# Aquarium Placement



## citadel (Nov 9, 2009)

Is it unwise to place an aquarium beside a window? The wall is well insulated and there is no direct sunlight that hits the tank.

the room itself is bright with the window open but since the tank is beside the window on the same wall it doesnt get hit directly


----------



## davemonkey (Mar 29, 2008)

I suppose it depends on your set-up and how much light you have or don't have. I have 2 tanks that rely on direct sunlight ( a few hours) from south facing windows for some or most of their light, while weak flourescent lighting provides a 12 hr supplement.

I have another tank that has strong artificial light that I might feel uncomfortable about having bright sunlight get to it.
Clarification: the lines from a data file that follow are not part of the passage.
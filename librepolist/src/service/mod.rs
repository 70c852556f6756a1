//! Service layer for Repolist
//!
//! This module provides a clean, testable API for the browsing logic that
//! can be consumed by multiple interfaces (CLI, TUI, GUI) without code
//! duplication.
//!
//! # Architecture
//!
//! - [`BrowseService`]: the pagination-aware fetch controller, the single
//!   writer of the observable [`FetchState`](crate::types::FetchState)
//! - [`EventBus`](events::EventBus): fetch progress event distribution
//!
//! # Example
//!
//! ```no_run
//! use std::sync::Arc;
//! use librepolist::config::Config;
//! use librepolist::listing::github::GitHubListing;
//! use librepolist::service::BrowseService;
//!
//! # async fn example() {
//! let config = Config::default_config();
//! let service = BrowseService::new(Arc::new(GitHubListing::new(&config.api)));
//!
//! let state = service.search("octocat").await;
//! println!("{:?}", state);
//!
//! // Later, after the user asks for more:
//! let state = service.load_more().await;
//! println!("{:?}", state);
//! # }
//! ```

pub mod browse;
pub mod events;

// Re-export commonly used types
pub use browse::BrowseService;
pub use events::{Event, EventBus, EventReceiver};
What is your set-up like? How much artificial light, what kind of plants, how deep is the tank, what substrate, etc...?

-Dave


----------



## mudboots (Jun 24, 2009)

I agree with Dave. Check out not just the lighting forums, but El Natural as well. The El Natural method generally utilizes sunlight, but generally to keep lighting costs down. If you've already got light, then you get into a vast array of what-ifs (fert dosing, CO2 or not, organic or mineral substrate and on and on). What type of setup do you or will you have?


----------



## wicca27 (Oct 13, 2008)

I use both lights durring the summer on my shrimp tank.its on an east wall and gets sun all afternoon. I have lights on till bout 3 & sun till almost dark then turn them back on i have light on all day in the 1 that faces east in another room


----------



## citadel (Nov 9, 2009)

the tank is 24x18x18.

I dont have the lighting yet but wanted to go with a medium light setup suspended over the rimless tank.

I will be using CO2 as well.
My overall goal is for a med light/ high tech setup.
I am concerned that this room is too bright from the light coming in from the window.. however since the tank is on the same wall as the window it doesnt receive any direct sunlight.
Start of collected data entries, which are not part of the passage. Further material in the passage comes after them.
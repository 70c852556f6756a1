//! Repository listing abstraction and implementations
//!
//! This module provides the trait that separates the browse service from the
//! HTTP boundary. The real implementation talks to the GitHub REST API; the
//! mock implementation replays scripted pages for tests.
//!
//! # Examples
//!
//! ```no_run
//! use librepolist::listing::{RepoListing, github::GitHubListing};
//! use librepolist::config::Config;
//!
//! # async fn example() -> Result<(), librepolist::error::FetchError> {
//! let config = Config::default_config();
//! let listing = GitHubListing::new(&config.api);
//!
//! let page = listing.list_page("octocat", 1).await?;
//! println!("{} repos, more: {}", page.records.len(), page.has_more);
//! # Ok(())
//! # }
//! ```

use async_trait::async_trait;

use crate::error::FetchError;
use crate::types::RepoPage;

pub mod github;
pub mod mock;

/// One page of a user's repositories, fetched from wherever the
/// implementation points.
///
/// Implementations must be cheap to share (`Send + Sync`); the browse
/// service holds one behind an `Arc` for its whole lifetime.
#[async_trait]
pub trait RepoListing: Send + Sync {
    /// Fetch one page of repositories for `username`.
    ///
    /// Pages are 1-based. A page past the end of the listing is not an
    /// error: it comes back as an empty page with `has_more == false`.
    ///
    /// # Errors
    ///
    /// - `FetchError::Http` for a non-2xx response, carrying the numeric
    ///   status and its status text.
    /// - `FetchError::Exception` for anything that failed before a status
    ///   was obtained (connect, DNS, TLS) or while decoding the body.
    async fn list_page(&self, username: &str, page: u32) -> Result<RepoPage, FetchError>;
}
Also I was planning on using ADA substrate.

Goal would be a medium plant growth rate that requires less effort than hih light/ high tech


----------



## Diana K (Dec 20, 2007)

Pretty good lights over the tanks plus bright room light would push it a bit higher, go for it! This can also introduce a 'dawn and dusk' effect, depending on the timing. 

I have most of my tanks close enough to windows to get some sunlight. In the summer the tanks can overheat, so I close the curtains in the heat of the day, but they are not really dense and still allow some brightness, just not direct sun. In the winter the area around the windows gets cold at night, so I close the curtains at night. 

Most of the tanks have something less than 2 watts per gallon of fluorescent light, assorted bulb sizes and colors.


----------